NÃO se encontram hoje no PCP figuras que possam equiparar-se, pelo protagonismo histórico assumido e pelo simbolismo de que se revestiram as suas lideranças - no partido e no governo do país - , à importância cimeira de Álvaro Cunhal e de Vasco Gonçalves. Nem dirigentes capazes de ocuparem o vazio de afectividade e admiração que Cunhal e o «companheiro Vasco» deixam nos corações e no imaginário dos comunistas portugueses.
A vida de Álvaro Cunhal confunde-se com a vida do PCP. Militante ao longo de 74 dos 84 anos de existência do partido, líder efectivo e reconhecido durante mais de 50 anos, foi ele quem reorganizou o PCP no início da década de 40, foi ele quem traçou o seu rumo ideológico, foi ele quem escolheu e moldou o seu núcleo dirigente, foi ele quem conduziu a resistência do partido até ao 25 de Abril, quem dirigiu a frustrada tentativa de conquista do poder nos anos do PREC e quem promoveu a obrigatória readaptação do PCP aos condicionalismos da democracia política e parlamentar.
A sua liderança foi tão marcante que se sobrepôs e quase remeteu a uma nota de rodapé a de outros dirigentes históricos do PCP como Bento Gonçalves, Militão Ribeiro, José Gregório ou Carlos Rates. Foi tão impressiva que, na sucessão, apenas deixou espaço ao aparecimento de lideranças anódinas e apagadas como a de Carlos Carvalhas.
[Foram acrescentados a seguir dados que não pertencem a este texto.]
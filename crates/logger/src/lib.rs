//! Tracing initialization shared by the vigil binaries.

use std::env::var;

use tracing::level_filters::LevelFilter;
use tracing_subscriber::{Layer, filter::EnvFilter, layer::SubscriberExt, util::SubscriberInitExt};

/// Initialize the global subscriber at the default (INFO) level.
pub fn init() {
    init_with_level(LevelFilter::INFO);
}

/// Initialize the global subscriber with an explicit default level.
///
/// `RUST_LOG` overrides the level per target; `RUST_LOG_FORMAT=json`
/// switches to structured JSON output.
pub fn init_with_level(level: LevelFilter) {
    let env_filter = EnvFilter::builder().with_default_directive(level.into()).from_env_lossy();

    let log_layer = match var("RUST_LOG_FORMAT").unwrap_or_default().as_str() {
        "json" => tracing_subscriber::fmt::layer().json().with_filter(env_filter).boxed(),
        _ => tracing_subscriber::fmt::layer().compact().with_filter(env_filter).boxed(),
    };

    tracing_subscriber::registry().with(log_layer).init();
}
Álvaro Cunhal era o PCP. Era o símbolo da luta sem tréguas nas décadas da clandestinidade em que o partido se construiu e afirmou, era o guia indiscutível nas décadas de liberdade em que esteve à beira do poder e viu esvair-se gradualmente o seu peso e influência.
Vasco Gonçalves, por seu lado, era um militar que só tardiamente, com o 25 de Abril, foi empurrado para a actividade política. Não tinha a dimensão histórica, intelectual ou política de Cunhal, mas o seu papel no MFA e as circunstâncias do processo revolucionário levaram-no a ser designado primeiro-ministro em pleno PREC. E a tornar-se uma peça fundamental na estratégia política do PCP nos anos de 1974 e 1975. Uma estratégia que o «companheiro Vasco» assumiria integralmente, nos seus discursos e na sua acção, ao longo dos quatro Governos provisórios que encabeçou.
Cunhal dirigiu o PCP ao longo de meio século e Vasco Gonçalves apenas chefiou o Governo do país durante pouco mais de um ano. Mas foi, para os comunistas portugueses, o ano de todas as expectativas e emoções, de todos os avanços e ilusões. Daí o lugar especial que viria a ocupar, ao lado de Cunhal, na memória colectiva do PCP.
O 25 de Novembro, as primeiras eleições democráticas e para a Presidência da República fecharam o conturbado ciclo revolucionário, colocaram um ponto final na tentativa do PCP para controlar totalitariamente o poder e ficaram a assinalar a derrota política de Vasco Gonçalves, já retirado do palco pela nova relação de forças entre os militares, e de Álvaro Cunhal.
Quinze anos depois, chegaria a segunda derrota política de ambos. Com a queda do muro de Berlim e o esboroamento do bloco soviético eram o próprio modelo de sociedade e a ideologia política personificada por estes dois homens que entravam em colapso.
Ao contrário do que então se verificou com outros partidos comunistas de toda a Europa, que também entraram em derrocada, se cindiram ou extinguiram, o PCP foi perdendo votos e importância política mas resistiu. E, ao invés de líderes como Santiago Carrillo ou George Marchais, que desapareceram de cena ou foram caindo no esquecimento, as figuras de Álvaro Cunhal e Vasco Gonçalves mantiveram-se na primeira linha das referências dos comunistas portugueses.
Duplamente derrotadas, em Portugal e no mundo, mas como os últimos e venerados moicanos de uma ortodoxia há muito desajustada no tempo. Quinze anos passados sobre o fim do mundo soviético, um acaso do destino uniu as suas mortes aproximadas por menos de 48 horas. Um destino comum que ambos partilharam desde o 25 de Abril.